Pertemuan keduanya berlangsung selama sekitar 30 menit.

Menurut Wapres, kedua negara berkehendak untuk memajukan masalah ekspor kelapa sawit dari Indonesia dan Malaysia ke World Trade Organization (WTO).

JK menjelaskan komoditas minyak sawit adalah produk yang penting bagi kedua negara.

Selain mengenai bidang ekonomi, Wapres JK dan Wakil PM Malaysia membahas tentang keberhasilan proses Pemilu 2019.

"Saya berterima kasih karena Malaysia mendukung membantu pelaksana Pemilu kemarin karena di Malaysia itu hampir 1,5 juta orang WNI," ungkap Wapres.

Sejumlah pejabat yang mendampingi Wapres dalam pertemuan itu yakni Menko Bidang Pembangunan Manusia dan Kebudayaan Puan Maharani, Wakil Menteri Luar Negeri AM Fachir, dan Perwakilan Tetap RI untuk PBB Hasan Kleib.

Wan Azizah pada awal pertemuan juga menyampaikan ucapan selamat atas ulang tahun ke-77 Wapres JK.

"Selamat, semoga diberi kesehatan, diberi keselamatan dan kebahagiaan," demikian Wan Azizah.

Sebelumnya saat penerbangan dari Bandara Hamad, Doha, Qatar menuju Bandara Cointrin, Jenewa, Wapres JK menumpang pesawat yang sama dengan Wakil PM Malaysia.

Selain itu, tempat bermalam Wakil PM Malaysia dengan Wapres JK di Jenewa pun menginap di hotel yang sama yakni Hotel Beau Rivage.

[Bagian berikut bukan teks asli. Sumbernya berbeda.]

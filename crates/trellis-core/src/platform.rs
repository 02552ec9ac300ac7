//! Host ports for the build pass.
//!
//! A pass never decides when rendering happens or how state is persisted.
//! Both are delegated to the hosting runtime through the traits below, so the
//! same pass can run under an immediate renderer, a coalescing frame loop, or
//! a test harness that only records calls.

use std::cell::Cell;
use std::rc::Rc;

use crate::identity::ComponentId;
use crate::state::StateStore;
use crate::value::Value;

/// Schedules a new render pass.
///
/// Implementations may render synchronously, defer, or coalesce requests.
/// The only promise made by the caller is that a request follows every
/// public state change. Not `Send + Sync`: the pass is single-threaded.
pub trait RenderScheduler: 'static {
    /// Request that the host produce a fresh render reflecting committed state.
    fn request_render(&self);
}

impl<F> RenderScheduler for F
where
    F: Fn() + 'static,
{
    fn request_render(&self) {
        self()
    }
}

/// Persists a component's state into the shared table.
///
/// Must be synchronous and safe to repeat with identical arguments.
pub trait CommitState: 'static {
    fn commit(&self, states: &StateStore, id: ComponentId, state: Value);
}

impl<F> CommitState for F
where
    F: Fn(&StateStore, ComponentId, Value) + 'static,
{
    fn commit(&self, states: &StateStore, id: ComponentId, state: Value) {
        self(states, id, state)
    }
}

/// Default commit: write the value straight into the store.
#[derive(Debug, Default, Clone, Copy)]
pub struct StoreCommit;

impl CommitState for StoreCommit {
    fn commit(&self, states: &StateStore, id: ComponentId, state: Value) {
        states.insert(id, state);
    }
}

/// Scheduler that ignores requests. Used when the host drives rendering itself.
#[derive(Debug, Default, Clone, Copy)]
pub struct NoopScheduler;

impl RenderScheduler for NoopScheduler {
    fn request_render(&self) {}
}

/// Scheduler that folds any number of requests into one pending flag.
///
/// Clones share the flag, so a host can keep one copy and hand another to
/// the pass.
#[derive(Debug, Default, Clone)]
pub struct CoalescingScheduler {
    pending: Rc<Cell<bool>>,
    requests: Rc<Cell<usize>>,
}

impl CoalescingScheduler {
    pub fn new() -> Self {
        Self::default()
    }

    pub fn is_pending(&self) -> bool {
        self.pending.get()
    }

    /// Clears the pending flag, returning whether a render was requested.
    pub fn take_pending(&self) -> bool {
        self.pending.replace(false)
    }

    /// Total requests received since creation.
    pub fn request_count(&self) -> usize {
        self.requests.get()
    }
}

impl RenderScheduler for CoalescingScheduler {
    fn request_render(&self) {
        self.requests.set(self.requests.get() + 1);
        if !self.pending.replace(true) {
            log::trace!("render requested");
        }
    }
}

#[cfg(test)]
mod tests {
    use super::*;

    #[test]
    fn coalescing_folds_requests() {
        let scheduler = CoalescingScheduler::new();
        let host = scheduler.clone();
        scheduler.request_render();
        scheduler.request_render();
        assert!(host.is_pending());
        assert_eq!(host.request_count(), 2);
        assert!(host.take_pending());
        assert!(!host.take_pending());
    }

    #[test]
    fn closures_are_ports() {
        let hits = Rc::new(Cell::new(0));
        let counter = Rc::clone(&hits);
        let scheduler = move || counter.set(counter.get() + 1);
        scheduler.request_render();
        assert_eq!(hits.get(), 1);

        let store = StateStore::new();
        let commit = |states: &StateStore, id: ComponentId, state: Value| {
            states.insert(id, state);
        };
        commit.commit(&store, ComponentId::new(3), Value::from(true));
        assert_eq!(store.get(ComponentId::new(3)), Some(Value::Bool(true)));
    }
}
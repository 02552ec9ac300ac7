use std::cell::RefCell;
use std::rc::Rc;

use crate::collections::map::HashMap;
use crate::identity::ComponentId;
use crate::value::Value;

/// Shared per-component state table.
///
/// Cloning the handle shares the table: every pass and widget built over the
/// same store sees the same slots. Values are cloned out on read so no borrow
/// outlives a call, which keeps components free to commit state from inside
/// their own render.
#[derive(Clone, Default)]
pub struct StateStore {
    inner: Rc<RefCell<HashMap<ComponentId, Value>>>,
}

impl StateStore {
    pub fn new() -> Self {
        Self::default()
    }

    pub fn get(&self, id: ComponentId) -> Option<Value> {
        self.inner.borrow().get(&id).cloned()
    }

    pub fn contains(&self, id: ComponentId) -> bool {
        self.inner.borrow().contains_key(&id)
    }

    /// Writes `state` into the slot for `id`, creating the slot if needed.
    pub fn insert(&self, id: ComponentId, state: Value) -> Option<Value> {
        self.inner.borrow_mut().insert(id, state)
    }

    /// Drops the slot for `id`. Only hosts unmounting a component call this.
    pub fn remove(&self, id: ComponentId) -> Option<Value> {
        self.inner.borrow_mut().remove(&id)
    }

    pub fn len(&self) -> usize {
        self.inner.borrow().len()
    }

    pub fn is_empty(&self) -> bool {
        self.len() == 0
    }

    pub fn ids(&self) -> Vec<ComponentId> {
        self.inner.borrow().keys().copied().collect()
    }

    /// Run `f` with read access to the whole table.
    ///
    /// # Panics
    /// The table stays borrowed while `f` runs: writing to this store (or a
    /// clone of it) from inside `f` panics. Copy out what you need first, or
    /// use [`StateStore::get`].
    pub fn with<R>(&self, f: impl FnOnce(&HashMap<ComponentId, Value>) -> R) -> R {
        let borrow = self.inner.borrow();
        f(&borrow)
    }

    /// True when both handles address the same table.
    pub fn ptr_eq(&self, other: &StateStore) -> bool {
        Rc::ptr_eq(&self.inner, &other.inner)
    }
}

impl std::fmt::Debug for StateStore {
    fn fmt(&self, f: &mut std::fmt::Formatter<'_>) -> std::fmt::Result {
        self.with(|slots| f.debug_map().entries(slots.iter()).finish())
    }
}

Usai pertemuan, agenda Wapres yakni menuju Istana Elysee di Paris, Prancis untuk menghadiri acara "The Christchurch Call to Action" membahas tragedi terorisme belakangan ini.

Wapres di Jenewa, Swiss juga akan menghadiri Forum Acuan Global mengenai Pengurangan Risiko Bencana atau "Global Platform on Disaster Risk Reduction 2019".(ant/dbs)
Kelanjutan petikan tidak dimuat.